Where are you, what state and what is their apprenticeship program? Find out out from the state what bid the path to a journeyman’s license is. If there is one. Usually there is is four years of class at nights after work to prep you to take the journeyman’s exam. Make sure you have the documentation from your employer at the end of the time so you can take the exam and get the license. Don’t spend the time being a helper and not get better pay after you’ve done your time.


----------



## JC_sparky (3 mo ago)

nrp3 said:


> Where are you, what state and what is their apprenticeship program? Find out out from the state what bid the path to a journeyman’s license is. If there is one. Usually there is is four years of class at nights after work to prep you to take the journeyman’s exam. Make sure you have the documentation from your employer at the end of the time so you can take the exam and get the license. Don’t spend the time being a helper and not get better pay after you’ve done your time.


I'm in Arizona we have several programs available, requirements are sort of an odd one compared to other states from what I've found. They don't require any classes, just that you can document, through your employer, your 8000 (I think) work hours. That's why I wonder about working for the one contractor, because technically I don't need the schooling to take the journeyman exam.


----------



## SWDweller (Dec 9, 2020)

I have been in Arizona for 50 years doing electrical work.
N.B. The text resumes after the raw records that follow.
//! Session-scoped stop-word set.
//!
//! The effective set is the built-in list plus words the user adds during a
//! session. Built-in words can never be removed; user words live only as
//! long as the owning [`StopWords`] value.

use std::collections::BTreeSet;
use std::sync::LazyLock;

use regex::Regex;

use crate::word_lists::BUILTIN_STOP_WORDS;

/// Separators accepted when adding several words from one input string.
static WORD_SEPARATORS: LazyLock<Regex> =
    LazyLock::new(|| Regex::new(r"[\s,，、;；]+").expect("valid regex"));

/// Split a delimited string (spaces, commas, `、`, `;`) into non-empty words.
pub fn split_words(input: &str) -> impl Iterator<Item = &str> {
    WORD_SEPARATORS.split(input).filter(|word| !word.is_empty())
}

/// Built-in stop words plus a user-managed extension set.
#[derive(Debug, Clone, Default, PartialEq, Eq)]
pub struct StopWords {
    user: BTreeSet<String>,
}

impl StopWords {
    /// Create a set with only the built-in words.
    pub fn new() -> Self {
        Self::default()
    }

    /// Create a set seeded with extra user words.
    pub fn with_user_words<I, S>(words: I) -> Self
    where
        I: IntoIterator<Item = S>,
        S: AsRef<str>,
    {
        let mut set = Self::new();
        for word in words {
            set.add(word.as_ref());
        }
        set
    }

    /// Whether `word` is excluded from counting.
    pub fn contains(&self, word: &str) -> bool {
        BUILTIN_STOP_WORDS.contains(word) || self.user.contains(word)
    }

    /// Add one user word. Returns `true` if the effective set changed.
    ///
    /// The word is trimmed; blank words and built-in words are ignored.
    pub fn add(&mut self, word: &str) -> bool {
        let word = word.trim();
        if word.is_empty() || BUILTIN_STOP_WORDS.contains(word) {
            return false;
        }
        let added = self.user.insert(word.to_string());
        if added {
            tracing::debug!(word, "added user stop word");
        }
        added
    }

    /// Add every word in a delimited string (spaces, commas, `、`, `;`).
    ///
    /// Returns the number of words that were newly added.
    pub fn add_many(&mut self, input: &str) -> usize {
        split_words(input).filter(|word| self.add(word)).count()
    }

    /// Remove a user word. Returns `true` if it was present.
    pub fn remove(&mut self, word: &str) -> bool {
        let removed = self.user.remove(word.trim());
        if removed {
            tracing::debug!(word, "removed user stop word");
        }
        removed
    }

    /// Drop all user words, keeping the built-in set.
    pub fn clear(&mut self) {
        tracing::debug!(count = self.user.len(), "cleared user stop words");
        self.user.clear();
    }

    /// User-added words in sorted order.
    pub fn user_words(&self) -> impl Iterator<Item = &str> {
        self.user.iter().map(String::as_str)
    }

    /// Number of user-added words.
    pub fn user_len(&self) -> usize {
        self.user.len()
    }

    /// The full effective set, sorted.
    pub fn effective(&self) -> Vec<&str> {
        let mut words: Vec<&str> = BUILTIN_STOP_WORDS
            .iter()
            .copied()
            .chain(self.user_words())
            .collect();
        words.sort_unstable();
        words
    }
}
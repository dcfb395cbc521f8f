//! Configuration loading and discovery.
//!
//! This module provides configuration file discovery by:
//! 1. Walking up from the current directory to find project config
//! 2. Loading user config from XDG config directory
//! 3. Merging with sensible defaults
//!
//! # Supported formats
//!
//! The following configuration file formats are supported:
//! - TOML (`.toml`)
//! - YAML (`.yaml`, `.yml`)
//! - JSON (`.json`)
//!
//! # Config file locations (in order of precedence, highest first):
//! - `review-lens.<ext>` in current directory or any parent
//! - `.review-lens.<ext>` in current directory or any parent
//! - `review.<ext>` in current directory or any parent
//! - `.review.<ext>` in current directory or any parent
//! - `~/.config/review-lens/config.<ext>` (user config)
//!
//! Where `<ext>` is one of: `toml`, `yaml`, `yml`, `json`
//!
//! When multiple files exist in the same directory, all are merged via figment.
//! Later extensions override earlier: toml < yaml < yml < json.
//!
//! # Example
//! ```no_run
//! use camino::Utf8PathBuf;
//! use review_lens_core::config::{Config, ConfigLoader};
//!
//! let cwd = std::env::current_dir().unwrap();
//! let cwd = Utf8PathBuf::try_from(cwd).expect("current directory is not valid UTF-8");
//! let (config, _sources) = ConfigLoader::new()
//!     .with_project_search(&cwd)
//!     .load()
//!     .unwrap();
//! ```

use camino::{Utf8Path, Utf8PathBuf};
use figment::Figment;
use figment::providers::{Env, Format, Json, Serialized, Toml, Yaml};
use serde::{Deserialize, Deserializer, Serialize};

use crate::error::{ConfigError, ConfigResult};
use crate::frequency::DEFAULT_TOP_N;
use crate::record::DEFAULT_LOW_SCORE_THRESHOLD;
use crate::segment::SegmenterKind;
use crate::stop_words::split_words;
use crate::table::{DEFAULT_HEADER_OFFSET, DEFAULT_ROUTE_MARKER, DEFAULT_SCORE_MARKER, TableOptions};

#[derive(Deserialize)]
#[serde(untagged)]
enum WordList {
    Delimited(String),
    List(Vec<String>),
}

fn word_list<'de, D: Deserializer<'de>>(deserializer: D) -> Result<Vec<String>, D::Error> {
    Ok(match WordList::deserialize(deserializer)? {
        WordList::Delimited(words) => split_words(&words).map(str::to_string).collect(),
        WordList::List(words) => words,
    })
}

/// The configuration for review-lens.
///
/// Deserialized from config files found during discovery (TOML, YAML, or
/// JSON) and `REVIEW_LENS_*` environment variables.
#[derive(Debug, Clone, Deserialize, Serialize, PartialEq)]
#[serde(default)]
pub struct Config {
    /// Log level for the application (e.g., "debug", "info", "warn", "error").
    pub log_level: LogLevel,
    /// Directory for JSONL log files (falls back to platform defaults if unset).
    pub log_dir: Option<Utf8PathBuf>,
    /// Leading rows to skip before the header row of each table.
    pub header_offset: usize,
    /// Phrase identifying the score column header.
    pub score_marker: String,
    /// Phrase identifying the route/product column header. Empty disables it.
    pub route_marker: String,
    /// Scores at or below this value are low-score reviews.
    pub low_score_threshold: f64,
    /// Number of words shown per chart.
    pub top_n: usize,
    /// Word segmentation backend (jieba or unicode).
    pub segmenter: SegmenterKind,
    /// Extra stop words added to every session.
    ///
    /// Accepts a list or one delimited string, so `REVIEW_LENS_STOP_WORDS=导游,行程`
    /// works as well as `["导游", "行程"]`.
    #[serde(deserialize_with = "word_list")]
    pub stop_words: Vec<String>,
    /// Maximum input size in bytes per file (default: 5 MiB).
    ///
    /// Omit to use the default. Use `disable_input_limit` to remove the
    /// limit entirely.
    pub max_input_bytes: Option<usize>,
    /// Disable the input size limit entirely.
    ///
    /// When `true`, `max_input_bytes` is ignored and no size check is performed.
    /// Default: `false`.
    pub disable_input_limit: bool,
}

impl Default for Config {
    fn default() -> Self {
        Self {
            log_level: LogLevel::default(),
            log_dir: None,
            header_offset: DEFAULT_HEADER_OFFSET,
            score_marker: DEFAULT_SCORE_MARKER.to_string(),
            route_marker: DEFAULT_ROUTE_MARKER.to_string(),
            low_score_threshold: DEFAULT_LOW_SCORE_THRESHOLD,
            top_n: DEFAULT_TOP_N,
            segmenter: SegmenterKind::default(),
            stop_words: Vec::new(),
            max_input_bytes: None,
            disable_input_limit: false,
        }
    }
}

impl Config {
    /// Table layout options derived from this config.
    pub fn table_options(&self) -> TableOptions {
        TableOptions {
            header_offset: self.header_offset,
            score_marker: self.score_marker.clone(),
            route_marker: Some(self.route_marker.clone()).filter(|m| !m.trim().is_empty()),
        }
    }

    /// Effective per-file size limit, `None` when disabled.
    pub fn max_input(&self) -> Option<usize> {
        if self.disable_input_limit {
            None
        } else {
            Some(self.max_input_bytes.unwrap_or(crate::DEFAULT_MAX_INPUT_BYTES))
        }
    }
}

/// Log level configuration.
#[derive(Debug, Clone, Default, Deserialize, Serialize, PartialEq, Eq)]
#[serde(rename_all = "lowercase")]
pub enum LogLevel {
    /// Verbose output for debugging and development.
    Debug,
    /// Standard operational information (default).
    #[default]
    Info,
    /// Warnings about potential issues.
    Warn,
    /// Errors that indicate failures.
    Error,
}

impl LogLevel {
    /// Returns the log level as a lowercase string slice.
    pub const fn as_str(&self) -> &'static str {
        match self {
            Self::Debug => "debug",
            Self::Info => "info",
            Self::Warn => "warn",
            Self::Error => "error",
        }
    }
}

/// Metadata about which configuration sources were loaded.
///
/// Returned alongside [`Config`] from [`ConfigLoader::load()`] so commands
/// can report the actual config files without re-discovering them.
#[derive(Debug, Clone, Default, Serialize)]
pub struct ConfigSources {
    /// Project config files found by walking up, ordered low→high precedence.
    #[serde(skip_serializing_if = "Vec::is_empty")]
    pub project_files: Vec<Utf8PathBuf>,
    /// User config file from XDG config directory.
    #[serde(skip_serializing_if = "Option::is_none")]
    pub user_file: Option<Utf8PathBuf>,
    /// Explicit config files loaded (e.g., from `--config` flag).
    #[serde(skip_serializing_if = "Vec::is_empty")]
    pub explicit_files: Vec<Utf8PathBuf>,
}

impl ConfigSources {
    /// Returns the highest-precedence config file that was loaded.
    ///
    /// Precedence: explicit files > project files > user file.
    pub fn primary_file(&self) -> Option<&Utf8Path> {
        self.explicit_files
            .last()
            .map(Utf8PathBuf::as_path)
            .or_else(|| self.project_files.last().map(Utf8PathBuf::as_path))
            .or(self.user_file.as_deref())
    }
}

/// Supported configuration file extensions (in order of preference).
const CONFIG_EXTENSIONS: &[&str] = &["toml", "yaml", "yml", "json"];

/// Application name for XDG directory lookup and config file names.
const APP_NAME: &str = "review-lens";

/// Application names to search for config files (in precedence order, lowest first).
const APP_NAMES: &[&str] = &["review", "review-lens"];

/// Prefix for environment variable overrides.
const ENV_PREFIX: &str = "REVIEW_LENS_";

/// Builder for loading configuration from multiple sources.
#[derive(Debug, Default)]
pub struct ConfigLoader {
    /// Starting directory for project config search.
    project_search_root: Option<Utf8PathBuf>,
    /// Whether to include user config from XDG directory.
    include_user_config: bool,
    /// Stop searching when we hit a directory containing this file/dir.
    boundary_marker: Option<String>,
    /// Explicit config files to load (for testing or programmatic use).
    explicit_files: Vec<Utf8PathBuf>,
}

impl ConfigLoader {
    /// Create a new config loader with default settings.
    pub fn new() -> Self {
        Self {
            project_search_root: None,
            include_user_config: true,
            boundary_marker: Some(".git".to_string()),
            explicit_files: Vec::new(),
        }
    }

    /// Set the starting directory for project config search.
    ///
    /// The loader will walk up from this directory looking for config files.
    pub fn with_project_search<P: AsRef<Utf8Path>>(mut self, path: P) -> Self {
        self.project_search_root = Some(path.as_ref().to_path_buf());
        self
    }

    /// Set whether to include user config from `~/.config/review-lens/`.
    pub const fn with_user_config(mut self, include: bool) -> Self {
        self.include_user_config = include;
        self
    }

    /// Set a boundary marker to stop directory traversal.
    ///
    /// When walking up directories, stop if we find a directory containing
    /// this file or directory name. Default is `.git`.
    pub fn with_boundary_marker<S: Into<String>>(mut self, marker: S) -> Self {
        self.boundary_marker = Some(marker.into());
        self
    }

    /// Disable boundary marker (search all the way to filesystem root).
    pub fn without_boundary_marker(mut self) -> Self {
        self.boundary_marker = None;
        self
    }

    /// Add an explicit config file to load.
    ///
    /// Files are loaded in order, with later files taking precedence.
    /// Explicit files are loaded after discovered files.
    pub fn with_file<P: AsRef<Utf8Path>>(mut self, path: P) -> Self {
        self.explicit_files.push(path.as_ref().to_path_buf());
        self
    }

    /// Load configuration, merging all discovered sources.
    ///
    /// Precedence (highest to lowest):
    /// 1. `REVIEW_LENS_*` environment variables
    /// 2. Explicit files (in order added via `with_file`)
    /// 3. Project config (closest to search root)
    /// 4. User config (`~/.config/review-lens/config.<ext>`)
    /// 5. Default values
    #[tracing::instrument(skip(self), fields(search_root = ?self.project_search_root))]
    pub fn load(self) -> ConfigResult<(Config, ConfigSources)> {
        tracing::debug!("loading configuration");
        let mut figment = Figment::new().merge(Serialized::defaults(Config::default()));
        let mut sources = ConfigSources::default();

        if self.include_user_config
            && let Some(user_config) = self.find_user_config()
        {
            figment = Self::merge_file(figment, &user_config);
            sources.user_file = Some(user_config);
        }

        if let Some(ref root) = self.project_search_root {
            let project_configs = self.find_project_configs(root);
            for pc in &project_configs {
                figment = Self::merge_file(figment, pc);
            }
            sources.project_files = project_configs;
        }

        for file in &self.explicit_files {
            figment = Self::merge_file(figment, file);
        }
        sources.explicit_files = self.explicit_files;

        // REVIEW_LENS_SEGMENTER=unicode, REVIEW_LENS_TOP_N=30, etc.
        figment = figment.merge(Env::prefixed(ENV_PREFIX).lowercase(true));

        let config: Config = figment
            .extract()
            .map_err(|e| ConfigError::Deserialize(Box::new(e)))?;
        tracing::info!(
            log_level = config.log_level.as_str(),
            segmenter = config.segmenter.as_str(),
            "configuration loaded"
        );
        Ok((config, sources))
    }

    /// Find project config files by walking up from the given directory.
    ///
    /// Returns all matching config files from the closest directory that has any
    /// match, ordered low-to-high precedence: `review` names before
    /// `review-lens` names, dotfiles before regular files within each app name.
    fn find_project_configs(&self, start: &Utf8Path) -> Vec<Utf8PathBuf> {
        let mut current = Some(start.to_path_buf());

        while let Some(dir) = current {
            let mut found = Vec::new();

            for app_name in APP_NAMES {
                for ext in CONFIG_EXTENSIONS {
                    let dotfile = dir.join(format!(".{app_name}.{ext}"));
                    if dotfile.is_file() {
                        found.push(dotfile);
                    }
                }
                for ext in CONFIG_EXTENSIONS {
                    let regular = dir.join(format!("{app_name}.{ext}"));
                    if regular.is_file() {
                        found.push(regular);
                    }
                }
            }

            if !found.is_empty() {
                return found;
            }

            // Check the boundary after config files, so a config next to
            // the marker is still found.
            if let Some(ref marker) = self.boundary_marker
                && dir.join(marker).exists()
                && dir != start
            {
                break;
            }

            current = dir.parent().map(Utf8Path::to_path_buf);
        }

        Vec::new()
    }

    /// Find user config in XDG config directory.
    fn find_user_config(&self) -> Option<Utf8PathBuf> {
        let config_dir = user_config_dir()?;
        CONFIG_EXTENSIONS
            .iter()
            .map(|ext| config_dir.join(format!("config.{ext}")))
            .find(|path| path.is_file())
    }

    /// Merge a config file into the figment, detecting format from extension.
    fn merge_file(figment: Figment, path: &Utf8Path) -> Figment {
        match path.extension() {
            Some("toml") => figment.merge(Toml::file_exact(path.as_str())),
            Some("yaml" | "yml") => figment.merge(Yaml::file_exact(path.as_str())),
            Some("json") => figment.merge(Json::file_exact(path.as_str())),
            _ => figment.merge(Toml::file_exact(path.as_str())),
        }
    }
}

/// Get the project directories for XDG-compliant path resolution.
///
/// Returns `None` if the home directory cannot be determined.
fn project_dirs() -> Option<directories::ProjectDirs> {
    directories::ProjectDirs::from("", "", APP_NAME)
}

/// Get the user config directory path.
///
/// Returns `~/.config/review-lens/` on Linux, `~/Library/Application Support/review-lens/`
/// on macOS, and equivalent on other platforms.
pub fn user_config_dir() -> Option<Utf8PathBuf> {
    let proj_dirs = project_dirs()?;
    Utf8PathBuf::from_path_buf(proj_dirs.config_dir().to_path_buf()).ok()
}

/// Get the local data directory path (machine-specific, not synced).
///
/// Log files default to a `logs` directory under it.
pub fn user_data_local_dir() -> Option<Utf8PathBuf> {
    let proj_dirs = project_dirs()?;
    Utf8PathBuf::from_path_buf(proj_dirs.data_local_dir().to_path_buf()).ok()
}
There is NO STATE Journeyman's test. There is a State Contractors Exam. Which is what I did to prove I was a journeyman.
No one keeps track of your hours unless your in a accredited program.

Watch out for the private paper mills. I applied to be an instructor at one and got so pissed off at them that I walked out of the meeting. They were one of the very few that taught pipe bending and simple motor controls.


----------



## JC_sparky (3 mo ago)

SWDweller said:


> I have been in Arizona for 50 years doing electrical work. There is NO STATE Journeyman's test. There is a State Contractors Exam. Which is what I did to prove I was a journeyman.
> No one keeps track of your hours unless your in a accredited program.
> 
> Watch out for the private paper mills. I applied to be an instructor at one and got so pissed off at them that I walked out of the meeting. They were one of the very few that taught pipe bending and simple motor controls.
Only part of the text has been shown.